The Catalyst for a Cure researchers are a team of four principal investigators and their laboratories working together to restore vision and cure glaucoma.

Researchers in the Catalyst for a Cure (CFC3) Vision Restoration team funded by Glaucoma Research Foundation reported in a study published December 14, 2020 in PNAS (The Proceedings of the National Academy of Sciences) that by inhibiting a particular family of enzymes, it may be possible to develop new therapies for treating neurodegenerative diseases including glaucoma and Alzheimer’s.

The CFC researchers summarized the importance of the findings as follows:

In glaucoma, retinal ganglion cells and their axons in the optic nerve do not all degenerate at a common rate. Thus, at any point in progression, some cells stressed by the disease remain functional, while others have lost their axons entirely. To preserve vision, different strategies are therefore needed to protect healthy ganglion cells, repair those in early stages, and regenerate those that have lost axons and connectivity with the visual brain.

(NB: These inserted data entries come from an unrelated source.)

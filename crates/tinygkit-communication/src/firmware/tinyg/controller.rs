//! TinyG Controller
//!
//! The controller owns the machine snapshot for one device session and is
//! the only entry point for received lines. It is single-threaded by
//! construction: `ingest` takes `&mut self`, so concurrent sessions use one
//! controller each.

use std::io::BufRead;
use tinygkit_core::{AxisPosition, EventDispatcher, FooterPolicy};

use super::events::Notification;
use super::modal::MachineState;
use super::response_parser::{classify, decode_frame, parse_footer};
use super::settings::{Overrides, TinyGSettings};
use super::state::{Footer, LiveStatus, MachineSnapshot, ModalGroup, StatusReport};
use crate::firmware::ControllerType;

/// TinyG/g2core telemetry controller
#[derive(Debug, Default)]
pub struct TinyGController {
    /// Tracked machine state
    snapshot: MachineSnapshot,
    /// Footer notification policy
    footer_policy: FooterPolicy,
    /// Optional fan-out for notifications
    dispatcher: Option<EventDispatcher<Notification>>,
}

impl TinyGController {
    /// Create a controller with default state
    pub fn new() -> Self {
        Self::default()
    }

    /// Create a controller with a specific footer policy
    pub fn with_footer_policy(footer_policy: FooterPolicy) -> Self {
        Self {
            footer_policy,
            ..Self::default()
        }
    }

    /// Publish every notification to `dispatcher` in addition to returning it
    pub fn with_dispatcher(mut self, dispatcher: EventDispatcher<Notification>) -> Self {
        self.dispatcher = Some(dispatcher);
        self
    }

    /// Footer notification policy in effect
    pub fn footer_policy(&self) -> FooterPolicy {
        self.footer_policy
    }

    /// Ingest one line received from the device
    ///
    /// Returns the notifications in emission order: the raw line, then the
    /// changed region (if any), then the footer (if any). Blank lines
    /// produce nothing. Lines that are not JSON objects produce only the
    /// raw notification and leave the snapshot untouched.
    pub fn ingest(&mut self, line: &str) -> Vec<Notification> {
        let line = line.trim_end();
        if line.is_empty() {
            return Vec::new();
        }

        tracing::trace!("< {}", line);
        let mut notifications = vec![Notification::Raw(line.to_string())];

        match decode_frame(line) {
            Ok(frame) => {
                let footer = parse_footer(&frame);
                let status_code = footer.as_ref().and_then(|f| f.get(1).copied().flatten());

                let report = classify(&frame);
                if !report.is_recognized() {
                    tracing::trace!("Unrecognized frame: {}", line);
                }
                notifications.extend(self.snapshot.merge(&report, status_code));

                if let Some(footer) = footer {
                    notifications.extend(self.snapshot.merge_footer(&footer, self.footer_policy));
                }
            }
            Err(e) if e.is_corrupted() => {
                tracing::warn!("Discarding malformed frame: {} ({})", line, e);
            }
            Err(e) => {
                tracing::debug!("Ignoring non-frame line: {}", e);
            }
        }

        if let Some(dispatcher) = &self.dispatcher {
            for notification in &notifications {
                dispatcher.publish(notification.clone());
            }
        }

        notifications
    }

    /// Ingest every line from `reader`, handing each notification to `on_notification`
    ///
    /// Returns the number of lines read.
    pub fn replay<R, F>(&mut self, reader: R, mut on_notification: F) -> tinygkit_core::Result<usize>
    where
        R: BufRead,
        F: FnMut(&Notification),
    {
        let mut count = 0;
        for line in reader.lines() {
            let line = line?;
            count += 1;
            for notification in self.ingest(&line) {
                on_notification(&notification);
            }
        }
        tracing::debug!("Replayed {} lines", count);
        Ok(count)
    }

    /// Full machine snapshot
    pub fn snapshot(&self) -> &MachineSnapshot {
        &self.snapshot
    }

    /// Live status region
    pub fn live_status(&self) -> &LiveStatus {
        &self.snapshot.live
    }

    /// Status block
    pub fn status_report(&self) -> &StatusReport {
        &self.snapshot.live.status
    }

    /// Settings region
    pub fn settings(&self) -> &TinyGSettings {
        &self.snapshot.settings
    }

    /// Last footer received
    pub fn footer(&self) -> Footer {
        self.snapshot.footer
    }

    /// Machine position
    pub fn machine_position(&self) -> AxisPosition {
        self.snapshot.live.status.machine_position
    }

    /// Work position
    pub fn work_position(&self) -> AxisPosition {
        self.snapshot.live.status.work_position
    }

    /// Active modal groups
    pub fn modal_group(&self) -> &ModalGroup {
        &self.snapshot.live.status.modal
    }

    /// Last reported machine state
    pub fn machine_state(&self) -> Option<MachineState> {
        self.snapshot.live.status.machine_state
    }

    /// Check if the machine is in alarm
    pub fn is_alarm(&self) -> bool {
        self.machine_state().is_some_and(|s| s.is_alarm())
    }

    /// Check if the machine can accept new work
    pub fn is_idle(&self) -> bool {
        self.machine_state().is_some_and(|s| s.is_idle())
    }

    /// Current override factors
    pub fn overrides(&self) -> Overrides {
        self.snapshot.settings.overrides()
    }

    /// Highest planner buffer availability reported this session
    pub fn planner_buffer_pool_size(&self) -> u32 {
        self.snapshot.live.planner_buffer_pool_size
    }

    /// Controller family, derived from the reported hardware platform
    pub fn controller_type(&self) -> ControllerType {
        ControllerType::from_hardware_platform(self.snapshot.settings.hp)
    }
}
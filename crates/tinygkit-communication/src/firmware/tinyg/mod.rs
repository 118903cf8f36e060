//! TinyG / g2core JSON protocol support
//!
//! Lines received from the device flow one way through this module:
//! raw line -> [`response_parser`] (classify) -> [`modal`] (translate)
//! -> [`state`] (merge) -> [`controller`] (notify).
//!
//! - `response_parser`: frame decoding, report classification, footer extraction
//! - `modal`: device code to G/M-code mnemonic tables, machine states
//! - `settings`: the schema-checked device settings snapshot
//! - `state`: the long-lived machine snapshot and its equality-gated merge
//! - `events`: notification kinds and payloads
//! - `controller`: the public facade

pub mod controller;
pub mod events;
pub mod modal;
pub mod response_parser;
pub mod settings;
pub mod state;

pub use controller::TinyGController;
pub use events::{Notification, NotificationFilter, ReportKind};
pub use modal::{CoolantChannel, MachineState};
pub use response_parser::{
    classify, decode_frame, parse_footer, OverrideFields, QueueReport, StatusFields, TinyGReport,
};
pub use settings::{Overrides, TinyGSettings};
pub use state::{Footer, LiveStatus, MachineSnapshot, ModalGroup, StatusReport};

/// Footer status code reported for a successful command
pub const STATUS_OK: i64 = 0;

A tacit assumption has been that therapies that protect the ganglion cell projection in glaucoma should also help them regenerate – that is, protect, repair and regenerate are all part of the same category of therapy. However, this is not the case. While inhibiting some pathways protects ganglion cells, the same strategy may prevent regeneration. This is so for a pair of kinases, for example, the dual leucine zipper kinase (or DLK) and the leucine zipper-bearing Kinase (or LZK).

Finally, however, there is hope to achieve both purposes with a single therapeutic intervention. The laboratory of Dr. Derek Welsbie, in collaboration with the Catalyst for a Cure team, discovered a novel strategy that can promote both neuroprotection and regeneration of ganglion cells and their axons.

This approach is based on the inhibition of a family of molecules called GCK-IV (germinal cell kinase four) using a single drug. Importantly, the CFC team now finds that the same strategy is also effective to potentiate the survival and growth of retinal ganglion cells produced from stem cells in a dish.

This new strategy will be beneficial in both preventing ganglion cell degeneration to preserve vision and in advancing cell replacement therapies in cases where the optic nerve has degenerated entirely.